Now the pace has slowed down, but they work on the cases that had accumulated.

The business is doing so well that Charlie has no intention of finishing his computer science degree.

However, the two joke that they spend their time in perpetual disappointment.

And it is that, due to the bad memory of their clients or their confusing paperwork, the clues lead them to solve only 30% of cases.

Even then, they are often disappointed by what they find.

“Most of the time we can’t know what’s in the wallet, so we have to trust the customer that there will be an amount in there that’s worth the work,” says Charlie.

“In the summer a person told us that he had 12 bitcoins in his wallet.
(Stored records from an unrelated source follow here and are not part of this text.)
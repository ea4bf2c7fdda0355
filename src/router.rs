pub mod aco;
pub mod heuristic;
pub mod pheromone;

pub use aco::{AcoRouter, Assignment, CollapseSignal, CommitOutcome, Leg, LegContext, Origin, Route, ShipmentRequest};

#[cfg(test)]
mod tests {
    mod proptests;
    mod routing;
    mod utils;
}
We were very professional with him, obviously, but behind the screen we would shake hands, excited about what we would receive on payment day, ”she recalls.

“We spent 60 hours on the server, plus about 10 on the client, gathering clues. But when we opened the wallet during the video call, it was empty.”

Chris and Charlie say that only one of their clients underestimated what was inside his wallet. It was his biggest loot so far: $280,000 in bitcoin.

In the last year they say that have recovered bitcoins worth a total of “seven digits”.

hardware hacking

The father-and-son team is one of many in a growing industry of hackers ethical”who use their skills to help people recover lost cryptocurrencies.

Joe Grand is too. He started hacking as a teenager and is well known in the hacking community. hackers for testifying before the United States Senate in 1998 about the first internet vulnerabilities under his username, Kingpin.

He recently made a viral video on YouTube about how he opened a hardware wallet which contained $2 million worth of a cryptocurrency called theta.

It took Joe months of preparation and practice hacking with other such wallets to find a method in his workshop in Portland, Oregon.

He ultimately succeeded in combining two previously discovered vulnerabilities with the wallet in question, showing that they can “fail” and reveal their PIN code if attacked with carefully timed electrical shocks.

“When you break a crypto wallet, really when you break any security device, it feels like magic. It doesn’t matter how many times you’ve done it,” she assures.

“Although I had shown several times in my tests that I could hack this wallet, that day I was worried because you never know what is going to happen and we only had one chance; if it went wrong the coins would be lost forever”.

“Opening the wallet was a huge adrenaline rush. I suppose that it’s like a technical version of a treasure hunt“Joe’s day job is teaching manufacturers how to protect their products from hackers, but he says he now gets a lot of calls from people hoping to recover lost crypto.”If there are wallets big enough and treasure big enough to spend my time,” he says, “then let’s try it.”